# [ASSIGNED TASK]
In the entries below, spot each line with the word "Duration" and copy it.

# [INPUT DATA]

=====

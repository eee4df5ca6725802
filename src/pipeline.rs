use crate::analyze::{default_analyzers, Analyzer};
use crate::error::Result;
use crate::grading;
use crate::scan::{self, Target};
use crate::types::config::GradeConfig;
use crate::types::facts::RepoFacts;
use crate::types::report::Report;
use crate::types::score::{AnalyzerKind, CategoryBinding, PartialScore};
use chrono::{DateTime, Utc};
use std::collections::BTreeMap;
use std::sync::Arc;
use std::time::Duration;
use tokio::task::JoinSet;
use tracing::{info, warn};

/// Full request: collect facts, run every analyzer, grade.
///
/// Only fact collection can fail the request. Analyzer trouble is folded into
/// degraded scores.
pub async fn analyze(
    target: &Target,
    config: &GradeConfig,
    binding: CategoryBinding,
    now: DateTime<Utc>,
) -> Result<Report> {
    info!(target = %target.describe(), "analyzing repository");
    let facts = Arc::new(scan::fetch_facts(target, config, now).await?);
    let analyzers = default_analyzers(config);
    let results = run_analyzers(
        Arc::clone(&facts),
        &analyzers,
        config.timeouts.analyzer_deadline(),
    )
    .await;
    Ok(grading::build_report(&results, &facts, binding))
}

/// Runs each analyzer on the blocking pool. The returned map always has one
/// entry per analyzer, keyed by kind, whatever order they finish in.
pub async fn run_analyzers(
    facts: Arc<RepoFacts>,
    analyzers: &[Arc<dyn Analyzer>],
    deadline: Duration,
) -> BTreeMap<AnalyzerKind, PartialScore> {
    let mut tasks = JoinSet::new();
    for analyzer in analyzers {
        let analyzer = Arc::clone(analyzer);
        let facts = Arc::clone(&facts);
        tasks.spawn(async move {
            let kind = analyzer.kind();
            let max = analyzer.max_score();
            let handle = tokio::task::spawn_blocking(move || analyzer.analyze(&facts));
            let partial = match tokio::time::timeout(deadline, handle).await {
                Ok(Ok(partial)) => partial,
                Ok(Err(err)) if err.is_panic() => {
                    warn!(analyzer = kind.id(), "analyzer panicked");
                    PartialScore::degraded(kind, max, "analyzer panicked")
                }
                Ok(Err(err)) => {
                    warn!(analyzer = kind.id(), error = %err, "analyzer task failed");
                    PartialScore::degraded(kind, max, &err.to_string())
                }
                Err(_) => {
                    warn!(analyzer = kind.id(), "analyzer timed out");
                    PartialScore::degraded(
                        kind,
                        max,
                        &format!("timed out after {}ms", deadline.as_millis()),
                    )
                }
            };
            (kind, partial)
        });
    }

    let mut results = BTreeMap::new();
    while let Some(joined) = tasks.join_next().await {
        match joined {
            Ok((kind, partial)) => {
                results.insert(kind, partial);
            }
            Err(err) => warn!(error = %err, "analyzer supervisor task failed"),
        }
    }

    for analyzer in analyzers {
        let kind = analyzer.kind();
        results
            .entry(kind)
            .or_insert_with(|| PartialScore::degraded(kind, analyzer.max_score(), "no result"));
    }
    results
}
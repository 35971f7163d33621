//! Token table for the calculator keypad.
//!
//! Every named token maps to a tagged descriptor. Literal tokens (digits,
//! the decimal point, operators and parentheses) are recognized by shape
//! and go straight to the display.

use std::fmt;

use num::ToPrimitive;

use crate::error::{CalcError, PartialComp};
use crate::value::Number;

/// How the display text is read before a unary operation.
#[derive(Clone, Copy, Debug, PartialEq, Eq)]
pub enum Mode {
    /// Parse as an integer; anything else is rejected.
    Integer,
    /// Parse as a floating point number.
    Real,
}

impl Mode {
    pub fn read(self, text: &str) -> Result<Number, CalcError> {
        let text = text.trim();
        match self {
            Mode::Integer => Ok(Number::Int(text.parse()?)),
            Mode::Real => Ok(Number::Float(text.parse()?)),
        }
    }
}

/// Check applied to the operand before computing.
#[derive(Clone, Copy, Debug, PartialEq, Eq)]
pub enum Guard {
    None,
    /// Negative operands are reported as "Not a number".
    NonNegative,
}

#[derive(Clone, Copy, Debug, PartialEq, Eq)]
pub enum Unary {
    Sqrt,
    CubeRoot,
    Square,
    Cube,
    Percent,
    Negate,
    Reciprocal,
    Log10,
    Sin,
    Cos,
    Tan,
    Factorial,
}

#[derive(Clone, Copy, Debug, PartialEq, Eq)]
pub enum MemoryOp {
    Add,
    Subtract,
    Clear,
    Recall,
}

/// What a token does when pressed.
#[derive(Clone, Copy, Debug, PartialEq, Eq)]
pub enum Kind {
    /// Appended to the display as typed.
    Literal,
    Evaluate,
    Clear,
    Unary { op: Unary, mode: Mode, guard: Guard },
    Memory(MemoryOp),
}

#[derive(Clone, Copy, Debug)]
pub struct Descriptor {
    pub token: &'static str,
    pub kind: Kind,
}

const fn unary(op: Unary) -> Descriptor {
    Descriptor {
        token: op.token(),
        kind: Kind::Unary {
            op,
            mode: op.mode(),
            guard: op.guard(),
        },
    }
}

const fn command(token: &'static str, kind: Kind) -> Descriptor {
    Descriptor { token, kind }
}

/// Every named (non-literal) token.
pub static COMMANDS: [Descriptor; 18] = [
    command("=", Kind::Evaluate),
    command("C", Kind::Clear),
    unary(Unary::Sqrt),
    unary(Unary::CubeRoot),
    unary(Unary::Square),
    unary(Unary::Cube),
    unary(Unary::Percent),
    unary(Unary::Negate),
    unary(Unary::Reciprocal),
    unary(Unary::Log10),
    unary(Unary::Sin),
    unary(Unary::Cos),
    unary(Unary::Tan),
    unary(Unary::Factorial),
    command("M+", Kind::Memory(MemoryOp::Add)),
    command("M-", Kind::Memory(MemoryOp::Subtract)),
    command("MC", Kind::Memory(MemoryOp::Clear)),
    command("MR", Kind::Memory(MemoryOp::Recall)),
];

/// The keypad, row by row.
#[rustfmt::skip]
pub static KEYPAD: [&str; 35] = [
    "MC", "M+", "M-", "MR", "C", "%", "/",
    "√", "^2", "^3", "7", "8", "9", "*",
    "sin", "cos", "tan", "4", "5", "6", "+",
    "1/x", "3√", "log", "1", "2", "3", "-",
    "(", ")", "x!", "0", ".", "+/-", "=",
];

pub fn is_literal(token: &str) -> bool {
    match token {
        "." | "+" | "-" | "*" | "/" | "(" | ")" => true,
        _ => token.chars().all(|c| c.is_ascii_digit()),
    }
}

pub fn lookup(token: &str) -> Option<Kind> {
    if is_literal(token) {
        return Some(Kind::Literal);
    }
    COMMANDS
        .iter()
        .find(|descriptor| descriptor.token == token)
        .map(|descriptor| descriptor.kind)
}

impl Unary {
    pub const ALL: [Unary; 12] = [
        Unary::Sqrt,
        Unary::CubeRoot,
        Unary::Square,
        Unary::Cube,
        Unary::Percent,
        Unary::Negate,
        Unary::Reciprocal,
        Unary::Log10,
        Unary::Sin,
        Unary::Cos,
        Unary::Tan,
        Unary::Factorial,
    ];

    pub const fn token(self) -> &'static str {
        match self {
            Unary::Sqrt => "√",
            Unary::CubeRoot => "3√",
            Unary::Square => "^2",
            Unary::Cube => "^3",
            Unary::Percent => "%",
            Unary::Negate => "+/-",
            Unary::Reciprocal => "1/x",
            Unary::Log10 => "log",
            Unary::Sin => "sin",
            Unary::Cos => "cos",
            Unary::Tan => "tan",
            Unary::Factorial => "x!",
        }
    }

    pub const fn mode(self) -> Mode {
        match self {
            Unary::Negate | Unary::Factorial => Mode::Integer,
            _ => Mode::Real,
        }
    }

    pub const fn guard(self) -> Guard {
        match self {
            // Cube roots of negatives are rejected along with square roots.
            Unary::Sqrt | Unary::CubeRoot => Guard::NonNegative,
            _ => Guard::None,
        }
    }

    /// Checks the guard, then applies the operation.
    pub fn apply(self, value: Number) -> Result<Number, CalcError> {
        if self.guard() == Guard::NonNegative && value.as_float() < 0.0 {
            return Err(CalcError::NegativeRoot(self.token()));
        }
        let x = value.as_float();
        let result = match self {
            Unary::Negate => return Ok(-value),
            Unary::Factorial => return factorial(value).map(Number::Int),
            Unary::Sqrt => x.sqrt(),
            Unary::CubeRoot => x.powf(1.0 / 3.0),
            Unary::Square => x.powi(2),
            Unary::Cube => x.powi(3),
            Unary::Percent => x / 100.0,
            Unary::Reciprocal if x == 0.0 => return Err(self.undefined(value)),
            Unary::Reciprocal => 1.0 / x,
            Unary::Log10 if x <= 0.0 => return Err(self.undefined(value)),
            Unary::Log10 => x.log10(),
            Unary::Sin => x.to_radians().sin(),
            Unary::Cos => x.to_radians().cos(),
            Unary::Tan => x.to_radians().tan(),
        };
        Number::Float(result).in_range(self.token(), value)
    }

    fn undefined(self, value: Number) -> CalcError {
        CalcError::Undefined(PartialComp::unary(self.token(), value))
    }

    fn overflow<T: ToString>(self, arg: T) -> CalcError {
        CalcError::WouldOverflow(PartialComp::unary(self.token(), arg))
    }
}

fn factorial(value: Number) -> Result<i64, CalcError> {
    let n = match value {
        Number::Int(n) => n,
        Number::Float(x) if x.fract() == 0.0 => x
            .to_i64()
            .ok_or_else(|| Unary::Factorial.overflow(value))?,
        Number::Float(_) => return Err(Unary::Factorial.undefined(value)),
    };
    if n < 0 {
        return Err(Unary::Factorial.undefined(value));
    }
    (2..=n).try_fold(1i64, |acc, k| {
        acc.checked_mul(k).ok_or_else(|| Unary::Factorial.overflow(n))
    })
}

impl fmt::Display for Unary {
    fn fmt(&self, f: &mut fmt::Formatter) -> fmt::Result {
        f.write_str(self.token())
    }
}

impl fmt::Display for MemoryOp {
    fn fmt(&self, f: &mut fmt::Formatter) -> fmt::Result {
        let token = match *self {
            MemoryOp::Add => "M+",
            MemoryOp::Subtract => "M-",
            MemoryOp::Clear => "MC",
            MemoryOp::Recall => "MR",
        };
        f.write_str(token)
    }
}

=====

# [EXPECTED ANSWER]
use std::time::Duration;
    deadline: Duration,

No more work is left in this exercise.